Work item:
Within the lines below, find those that hold the string "same" and copy each one.
* * * * * * * * *
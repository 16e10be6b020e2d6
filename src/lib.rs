//! # kcodec
//!
//! kcodec is a composable binary serialization layer. A handful of leaf codecs
//! (integers, floats, booleans, text, raw bytes) combine with a handful of composite
//! codecs (tuples, structs, vectors, options, enums, mappings) into a codec graph that
//! pins down the exact byte layout of arbitrarily nested data.
//!
//! There is no schema on the wire and no type tags: producer and consumer must build
//! the same codec graph.
//!
//! # Usage
//!
//! Build a codec graph once, then encode and decode [`Value`]s with it. Codecs are
//! immutable and [`Send`] + [`Sync`], so one graph can be shared between threads.
//!
//! ```
//! use kcodec::prelude::*;
//!
//! let user = Struct::new(vec![
//!     ("id", codec(U32)),
//!     ("name", codec(Text)),
//!     ("email", codec(Optional::new(codec(Text)))),
//! ])
//! .unwrap();
//!
//! let alice = Value::record(vec![
//!     ("id", Value::from(7u32)),
//!     ("name", Value::from("alice")),
//!     ("email", Value::none()),
//! ]);
//!
//! let bytes = user.encode(&alice).unwrap();
//! assert_eq!(bytes, vec![7, 0, 0, 0, 5, b'a', b'l', b'i', b'c', b'e', 1, 0]);
//! assert_eq!(user.decode(&bytes).unwrap(), alice);
//! ```
//!
//! Plain Rust types convert to and from [`Value`] through [`ValueRep`], and
//! [`CodecExt`](codec::CodecExt) uses that to skip the intermediate step:
//!
//! ```
//! use kcodec::prelude::*;
//!
//! let pairs = Mapping::new(codec(Text), codec(U16));
//!
//! let mut m = VecMap::new();
//! m.insert("x".to_string(), 1u16);
//! m.insert("y".to_string(), 2u16);
//!
//! let bytes = pairs.encode_rep(&m).unwrap();
//! let back: VecMap<String, u16> = pairs.decode_rep(&bytes).unwrap();
//! assert_eq!(back, m);
//! ```
//!
//! # Strides
//!
//! Every codec declares a [`Stride`]: either a fixed byte count or variable. Composite
//! codecs use it to decide, child by child, whether a length prefix is needed. Fixed
//! children are written raw; variable children are preceded by their length as a
//! varint (unsigned LEB128, see [`encoding::varint`]).
//!
//! A decoder must be handed exactly the bytes of its value. Composites carve out the
//! span of each child, but nothing records the length of a top-level message: frame
//! standalone messages with [`encoding::encode_framed`].
//!
//! # Specification
//!
//! This section describes the wire format.
//!
//! ## Leaves
//!
//! | Codec                            | Stride    | Layout                          |
//! | ---                              | ---       | ---                             |
//! | `U8` `I8`                        | 1         | one byte                        |
//! | `U16` `I16` `F16`                | 2         | little endian                   |
//! | `U32` `I32` `F32`                | 4         | little endian                   |
//! | `U64` `I64` `F64`                | 8         | little endian                   |
//! | `Bool`                           | 1         | `0x00` or `0x01`; any nonzero byte decodes as `true` |
//! | `Text`                           | variable  | UTF-8, no length                |
//! | `Raw`                            | variable  | the bytes, no length            |
//! | `FixedBytes(n)`                  | n         | exactly `n` bytes               |
//!
//! ## Tuples and structs
//!
//! Children are concatenated in declaration order. A fixed-stride child is written
//! raw; a variable-stride child is written as `varint(len) ++ bytes`, including the
//! last child. The stride is the sum of the children's strides if they are all fixed,
//! and variable otherwise.
//!
//! A struct is a tuple whose children have names. Field order is part of the wire
//! format: the same fields declared in a different order are incompatible.
//!
//! ## Vectors
//!
//! The element count is never written.
//!
//! * Fixed-stride elements are concatenated; the count is `len / stride`. A trailing
//!   partial element is an error.
//! * Variable-stride (or zero-width) elements are each written as
//!   `varint(len) ++ bytes`, until the buffer is exhausted.
//!
//! ## Options
//!
//! `0x00` for absent, or `0x01` followed by the child's encoding. Any nonzero flag
//! decodes as present.
//!
//! ## Enums
//!
//! One byte holding the variant's index, followed by the variant's encoding. Indices
//! come from sorting the variant names bytewise, so they do not depend on declaration
//! order. At most 256 variants.
//!
//! ## Mappings
//!
//! Encoded exactly as a vector of `(key, value)` tuples, in iteration order. Entries
//! are neither sorted nor deduplicated.

#![warn(
    deprecated_in_future,
    unsafe_code,
    unused_labels,
    keyword_idents,
    missing_copy_implementations,
    missing_debug_implementations,
    macro_use_extern_crate,
    unreachable_pub,
    unused_extern_crates,
    unused_import_braces
)]

pub mod codec;
pub mod encoding;
pub mod errors;
pub mod float;
pub mod int;
pub mod prelude;
pub mod rep;
pub mod stride;
mod util;
pub mod vecmap;

use bytes::Bytes;
use float::Float;
use half::f16;
use int::Int;
use rep::ValueRep;
use std::convert::TryFrom;
use vecmap::VecMap;

pub use errors::{CodecError, CodecResult};
pub use stride::Stride;

#[derive(Eq, PartialEq, Ord, PartialOrd, Clone, Hash, Debug)]
/// A dynamically typed value, the input to encoding and the output of decoding.
///
/// # Example
///
/// ```
/// use kcodec::prelude::*;
///
/// let v = Value::Tuple(vec![Value::from(7u8), Value::from("hi")]);
///
/// let n = match &v {
///     Value::Tuple(items) => items.len(),
///     _ => panic!(),
/// };
///
/// assert_eq!(n, 2);
/// ```
pub enum Value {
    /// Boolean.
    Bool(bool),
    /// Fixed-width integer.
    Int(Int),
    /// Float, stored as its bit pattern.
    ///
    /// ```
    /// use kcodec::prelude::*;
    ///
    /// let f = Value::Float(Float::Single(1f32.to_bits()));
    /// assert_eq!(f, Value::from(1f32));
    /// ```
    Float(Float),
    /// UTF-8 text.
    Text(String),
    /// Raw bytes.
    Bytes(Bytes),
    /// Positional, heterogeneous elements.
    Tuple(Vec<Value>),
    /// Named fields.
    Struct(VecMap<String, Value>),
    /// Homogeneous elements.
    Seq(Vec<Value>),
    /// A value that may be absent.
    Opt(Option<Box<Value>>),
    /// A tagged union: variant name and payload.
    Variant(String, Box<Value>),
    /// Key-value entries in wire order. Duplicate keys are kept.
    Map(Vec<(Value, Value)>),
}

impl Value {
    /// The empty tuple, used as the payload of variants that carry nothing.
    pub fn unit() -> Value { Value::Tuple(Vec::new()) }

    /// An absent optional value.
    pub fn none() -> Value { Value::Opt(None) }

    /// A present optional value.
    pub fn some<V: Into<Value>>(v: V) -> Value { Value::Opt(Some(Box::new(v.into()))) }

    /// An enum variant.
    ///
    /// ```
    /// use kcodec::prelude::*;
    ///
    /// let v = Value::variant("Circle", 3u8);
    /// assert_eq!(v, Value::Variant("Circle".to_string(), Box::new(Value::from(3u8))));
    /// ```
    pub fn variant<S: Into<String>, V: Into<Value>>(name: S, v: V) -> Value {
        Value::Variant(name.into(), Box::new(v.into()))
    }

    /// A struct value from `(name, value)` pairs.
    pub fn record<I, S>(fields: I) -> Value
    where
        I: IntoIterator<Item = (S, Value)>,
        S: Into<String>,
    {
        Value::Struct(fields.into_iter().map(|(k, v)| (k.into(), v)).collect())
    }

    /// A short description of the value's kind, for error messages.
    pub fn type_name(&self) -> &'static str {
        match self {
            Value::Bool(_) => "bool",
            Value::Int(i) => i.type_name(),
            Value::Float(f) => f.type_name(),
            Value::Text(_) => "text",
            Value::Bytes(_) => "bytes",
            Value::Tuple(_) => "tuple",
            Value::Struct(_) => "struct",
            Value::Seq(_) => "seq",
            Value::Opt(_) => "option",
            Value::Variant(..) => "variant",
            Value::Map(_) => "map",
        }
    }

    /// Converts into any [`ValueRep`] type.
    ///
    /// # Example
    ///
    /// ```
    /// use kcodec::prelude::*;
    ///
    /// let v = Value::from(vec![Value::from(1u8), Value::from(2u8)]);
    /// let numbers: Vec<u8> = v.into_rep().unwrap();
    /// assert_eq!(numbers, vec![1, 2]);
    /// ```
    pub fn into_rep<T: ValueRep>(self) -> CodecResult<T> { T::from_value(self) }

    /// Borrows the elements of a [`Value::Tuple`] or [`Value::Seq`].
    pub fn as_slice(&self) -> Option<&[Value]> {
        match self {
            Value::Tuple(v) | Value::Seq(v) => Some(v),
            _ => None,
        }
    }

    /// Borrows the fields of a [`Value::Struct`].
    pub fn as_fields(&self) -> Option<&VecMap<String, Value>> {
        match self {
            Value::Struct(m) => Some(m),
            _ => None,
        }
    }

    /// Looks up a field of a [`Value::Struct`].
    pub fn field(&self, name: &str) -> Option<&Value> { self.as_fields()?.get(name) }
}

// Integers
compose_from!(Value, Int, i8);
compose_from!(Value, Int, i16);
compose_from!(Value, Int, i32);
compose_from!(Value, Int, i64);
compose_from!(Value, Int, u8);
compose_from!(Value, Int, u16);
compose_from!(Value, Int, u32);
compose_from!(Value, Int, u64);

// Floats
compose_from!(Value, Float, f16);
compose_from!(Value, Float, f32);
compose_from!(Value, Float, f64);

from_fn!(Value, bool, Value::Bool);
from_fn!(Value, Int, Value::Int);
from_fn!(Value, Float, Value::Float);
from_fn!(Value, String, Value::Text);
from_fn!(Value, &str, |s: &str| Value::Text(s.to_string()));
from_fn!(Value, Bytes, Value::Bytes);
from_fn!(Value, Vec<Value>, Value::Seq);
from_fn!(Value, VecMap<String, Value>, Value::Struct);
from_fn!(Value, Option<Value>, |o: Option<Value>| Value::Opt(o.map(Box::new)));

try_from_variant!(bool, Value::Bool);
try_from_variant!(String, Value::Text);
try_from_variant!(Bytes, Value::Bytes);
try_from_variant!(VecMap<String, Value>, Value::Struct);

impl TryFrom<Value> for Int {
    type Error = Value;

    fn try_from(v: Value) -> Result<Int, Value> {
        match v {
            Value::Int(i) => Ok(i),
            other => Err(other),
        }
    }
}

impl TryFrom<Value> for Float {
    type Error = Value;

    fn try_from(v: Value) -> Result<Float, Value> {
        match v {
            Value::Float(f) => Ok(f),
            other => Err(other),
        }
    }
}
* * * * * * * * *
Exercise answer:
//! the same codec graph.
//! format: the same fields declared in a different order are incompatible.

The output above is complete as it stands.